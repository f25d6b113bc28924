use std::path::PathBuf;

use tracing::warn;

/// Process-level runtime configuration, read from environment variables.
/// Out-of-range or unparseable values fall back to their defaults with a
/// warning rather than aborting startup.
#[derive(Debug, Clone)]
pub struct ProxyConfig {
    pub listen_addr: String,
    pub listen_port: u16,
    pub upstream_addr: String,
    pub upstream_port: u16,
    pub policy_path: PathBuf,
    pub uds_socket_path: PathBuf,
    pub log_path: PathBuf,
    pub log_level: String,
    pub health_check_port: u16,
    pub max_connections: u32,
    pub connection_timeout_sec: u32,
}

impl Default for ProxyConfig {
    fn default() -> Self {
        Self {
            listen_addr: "0.0.0.0".to_string(),
            listen_port: 13306,
            upstream_addr: "127.0.0.1".to_string(),
            upstream_port: 3306,
            policy_path: PathBuf::from("config/policy.yaml"),
            uds_socket_path: PathBuf::from("/tmp/sqlshield.sock"),
            log_path: PathBuf::from("/tmp/sqlshield.log"),
            log_level: "info".to_string(),
            health_check_port: 8080,
            max_connections: 1000,
            connection_timeout_sec: 30,
        }
    }
}

impl ProxyConfig {
    pub fn from_env() -> Self {
        let defaults = Self::default();
        Self {
            listen_addr: env_str("PROXY_LISTEN_ADDR", defaults.listen_addr),
            listen_port: env_u16("PROXY_LISTEN_PORT", defaults.listen_port),
            upstream_addr: env_str("MYSQL_HOST", defaults.upstream_addr),
            upstream_port: env_u16("MYSQL_PORT", defaults.upstream_port),
            policy_path: PathBuf::from(env_str(
                "POLICY_PATH",
                defaults.policy_path.display().to_string(),
            )),
            uds_socket_path: PathBuf::from(env_str(
                "UDS_SOCKET_PATH",
                defaults.uds_socket_path.display().to_string(),
            )),
            log_path: PathBuf::from(env_str(
                "LOG_PATH",
                defaults.log_path.display().to_string(),
            )),
            log_level: env_str("LOG_LEVEL", defaults.log_level),
            health_check_port: env_u16("HEALTH_CHECK_PORT", defaults.health_check_port),
            max_connections: env_u32("MAX_CONNECTIONS", defaults.max_connections),
            connection_timeout_sec: env_u32(
                "CONNECTION_TIMEOUT_SEC",
                defaults.connection_timeout_sec,
            ),
        }
    }
}

fn env_str(name: &str, default: String) -> String {
    match std::env::var(name) {
        Ok(v) if !v.is_empty() => v,
        _ => default,
    }
}

fn env_u16(name: &str, default: u16) -> u16 {
    let Ok(raw) = std::env::var(name) else {
        return default;
    };
    if raw.is_empty() {
        return default;
    }
    match raw.parse::<u32>() {
        Ok(v) if (1..=65535).contains(&v) => v as u16,
        _ => {
            warn!(var = name, value = %raw, default, "invalid port value, using default");
            default
        }
    }
}

fn env_u32(name: &str, default: u32) -> u32 {
    let Ok(raw) = std::env::var(name) else {
        return default;
    };
    if raw.is_empty() {
        return default;
    }
    match raw.parse::<u32>() {
        Ok(v) => v,
        Err(_) => {
            warn!(var = name, value = %raw, default, "invalid value, using default");
            default
        }
    }
}

#[cfg(test)]
mod tests {
    use super::*;

    // env-var tests mutate process state; each test uses its own variable
    // names to stay independent of ordering

    #[test]
    fn test_defaults() {
        let cfg = ProxyConfig::default();
        assert_eq!(cfg.listen_port, 13306);
        assert_eq!(cfg.upstream_port, 3306);
        assert_eq!(cfg.max_connections, 1000);
        assert_eq!(cfg.connection_timeout_sec, 30);
    }

    #[test]
    fn test_env_u16_validation() {
        std::env::set_var("SQLSHIELD_TEST_PORT_OK", "4000");
        assert_eq!(env_u16("SQLSHIELD_TEST_PORT_OK", 1), 4000);

        std::env::set_var("SQLSHIELD_TEST_PORT_ZERO", "0");
        assert_eq!(env_u16("SQLSHIELD_TEST_PORT_ZERO", 7), 7);

        std::env::set_var("SQLSHIELD_TEST_PORT_BIG", "70000");
        assert_eq!(env_u16("SQLSHIELD_TEST_PORT_BIG", 7), 7);

        std::env::set_var("SQLSHIELD_TEST_PORT_TEXT", "lots");
        assert_eq!(env_u16("SQLSHIELD_TEST_PORT_TEXT", 7), 7);

        assert_eq!(env_u16("SQLSHIELD_TEST_PORT_UNSET", 9), 9);
    }

    #[test]
    fn test_env_u32_validation() {
        std::env::set_var("SQLSHIELD_TEST_MAX_OK", "250");
        assert_eq!(env_u32("SQLSHIELD_TEST_MAX_OK", 1), 250);

        std::env::set_var("SQLSHIELD_TEST_MAX_NEG", "-4");
        assert_eq!(env_u32("SQLSHIELD_TEST_MAX_NEG", 11), 11);

        assert_eq!(env_u32("SQLSHIELD_TEST_MAX_UNSET", 11), 11);
    }

    #[test]
    fn test_env_str_empty_falls_back() {
        std::env::set_var("SQLSHIELD_TEST_STR_EMPTY", "");
        assert_eq!(env_str("SQLSHIELD_TEST_STR_EMPTY", "dflt".into()), "dflt");

        std::env::set_var("SQLSHIELD_TEST_STR_SET", "value");
        assert_eq!(env_str("SQLSHIELD_TEST_STR_SET", "dflt".into()), "value");
    }
}
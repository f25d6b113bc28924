//! Structured audit logging.
//!
//! Events are serialized as line-delimited JSON and written to the audit log
//! by a background task fed through a bounded channel. The hot path uses
//! `try_send`: under extreme load an event is dropped (and counted in
//! diagnostics) rather than stalling the relay.

use std::io::Write;
use std::path::Path;

use chrono::{SecondsFormat, Utc};
use serde::Serialize;
use tokio::sync::mpsc;
use tracing::{debug, warn};

/// Channel depth; generous enough for bursts without unbounded memory.
const CHANNEL_BUFFER_SIZE: usize = 1024;

/// One audit event, keyed by the `event` field in the JSON output.
#[derive(Debug, Clone, Serialize)]
#[serde(tag = "event", rename_all = "snake_case")]
pub enum AuditEvent {
    Connection {
        session_id: u64,
        /// "connect" or "disconnect"
        phase: String,
        client_ip: String,
        client_port: u16,
        db_user: String,
        timestamp: String,
    },
    Query {
        session_id: u64,
        db_user: String,
        client_ip: String,
        raw_sql: String,
        command: String,
        tables: Vec<String>,
        action: String,
        timestamp: String,
        duration_us: u64,
    },
    QueryBlocked {
        session_id: u64,
        db_user: String,
        client_ip: String,
        raw_sql: String,
        command: String,
        matched_rule: String,
        reason: String,
        timestamp: String,
        duration_us: u64,
    },
}

/// ISO-8601 timestamp with microsecond precision.
pub fn now_timestamp() -> String {
    Utc::now().to_rfc3339_opts(SecondsFormat::Micros, true)
}

/// Cloneable handle for submitting audit events.
#[derive(Clone)]
pub struct StructuredLogger {
    tx: mpsc::Sender<AuditEvent>,
}

impl StructuredLogger {
    /// Open the audit log for append and start the writer task.
    pub fn start(path: &Path) -> std::io::Result<Self> {
        let file = std::fs::OpenOptions::new()
            .create(true)
            .append(true)
            .open(path)?;
        debug!(path = %path.display(), "audit log opened");

        let (tx, rx) = mpsc::channel(CHANNEL_BUFFER_SIZE);
        tokio::task::spawn_blocking(move || write_events(rx, file));

        Ok(Self { tx })
    }

    /// Submit an event without blocking.
    pub fn log(&self, event: AuditEvent) {
        if self.tx.try_send(event).is_err() {
            warn!("audit log channel full, dropping event");
        }
    }
}

fn write_events(mut rx: mpsc::Receiver<AuditEvent>, file: std::fs::File) {
    let mut writer = std::io::BufWriter::new(file);
    while let Some(event) = rx.blocking_recv() {
        match serde_json::to_vec(&event) {
            Ok(mut line) => {
                line.push(b'\n');
                if let Err(e) = writer.write_all(&line).and_then(|_| writer.flush()) {
                    warn!(error = %e, "audit log write failed");
                }
            }
            Err(e) => warn!(error = %e, "audit event serialization failed"),
        }
    }
    let _ = writer.flush();
}
//! Shift operations.
//!
//! The shift amount is the low five bits of operand B; higher bits are
//! ignored, as the hardware shifter only sees a 5-bit amount.

/// Mask selecting the 5-bit shift amount.
const SHAMT_MASK: u32 = 0x1F;

/// Shift left logical.
pub fn sll(a: u32, b: u32) -> u32 {
    a << (b & SHAMT_MASK)
}

/// Shift right logical.
pub fn srl(a: u32, b: u32) -> u32 {
    a >> (b & SHAMT_MASK)
}
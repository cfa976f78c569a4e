//! Arithmetic operations: add, sub, and the signed multiply/divide family.

/// Wrapping 32-bit addition.
pub fn add(a: u32, b: u32) -> u32 {
    a.wrapping_add(b)
}

/// Wrapping 32-bit subtraction.
pub fn sub(a: u32, b: u32) -> u32 {
    a.wrapping_sub(b)
}

/// Signed 32-bit multiply, low word of the product.
pub fn mul(a: u32, b: u32) -> u32 {
    (a as i32).wrapping_mul(b as i32) as u32
}

/// Signed 32-bit division.
///
/// Division by zero yields all-ones (-1); overflow (`i32::MIN / -1`) wraps
/// back to `i32::MIN`. No trap in either case.
pub fn div(a: u32, b: u32) -> u32 {
    let (a, b) = (a as i32, b as i32);
    if b == 0 {
        u32::MAX
    } else {
        a.wrapping_div(b) as u32
    }
}

/// Signed 32-bit remainder.
///
/// Remainder by zero yields the dividend; overflow (`i32::MIN % -1`) yields 0.
pub fn rem(a: u32, b: u32) -> u32 {
    let (a, b) = (a as i32, b as i32);
    if b == 0 {
        a as u32
    } else {
        a.wrapping_rem(b) as u32
    }
}
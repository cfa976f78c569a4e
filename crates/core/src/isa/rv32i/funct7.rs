//! RISC-V Base Integer (I) Function Codes (funct7).
//!
//! The `funct7` field (bits 31-25) selects alternate R-type encodings and
//! marks the multiply/divide (M) extension.

/// Default funct7 for the base encodings (ADD, SLL, SRL, ...).
pub const DEFAULT: u32 = 0b0000000;

/// Alternate encoding: SUB instead of ADD.
pub const SUB: u32 = 0b0100000;

/// Multiply/divide (M) extension marker (MUL, DIV, REM).
pub const M_EXTENSION: u32 = 0b0000001;
//! Common utilities and types used throughout the RV32I simulator.
//!
//! This module provides fundamental building blocks that are shared across all
//! components of the simulator. It includes:
//! 1. **Constants:** System-wide constants for memory, registers, and the halt protocol.
//! 2. **Error Handling:** The closed error taxonomy for fatal simulation failures.

/// Common constants used throughout the simulator.
pub mod constants;

/// Error types for fatal simulation failures.
pub mod error;

pub use constants::{HALT_REGISTER, HALT_SENTINEL, NUM_REGISTERS, WORD_SIZE};
pub use error::SimError;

* The task: Return every line of the preceding records in which the word "mpsc" appears.

* Reply to the exercise:
use tokio::sync::mpsc;
    tx: mpsc::Sender<AuditEvent>,
        let (tx, rx) = mpsc::channel(CHANNEL_BUFFER_SIZE);
fn write_events(mut rx: mpsc::Receiver<AuditEvent>, file: std::fs::File) {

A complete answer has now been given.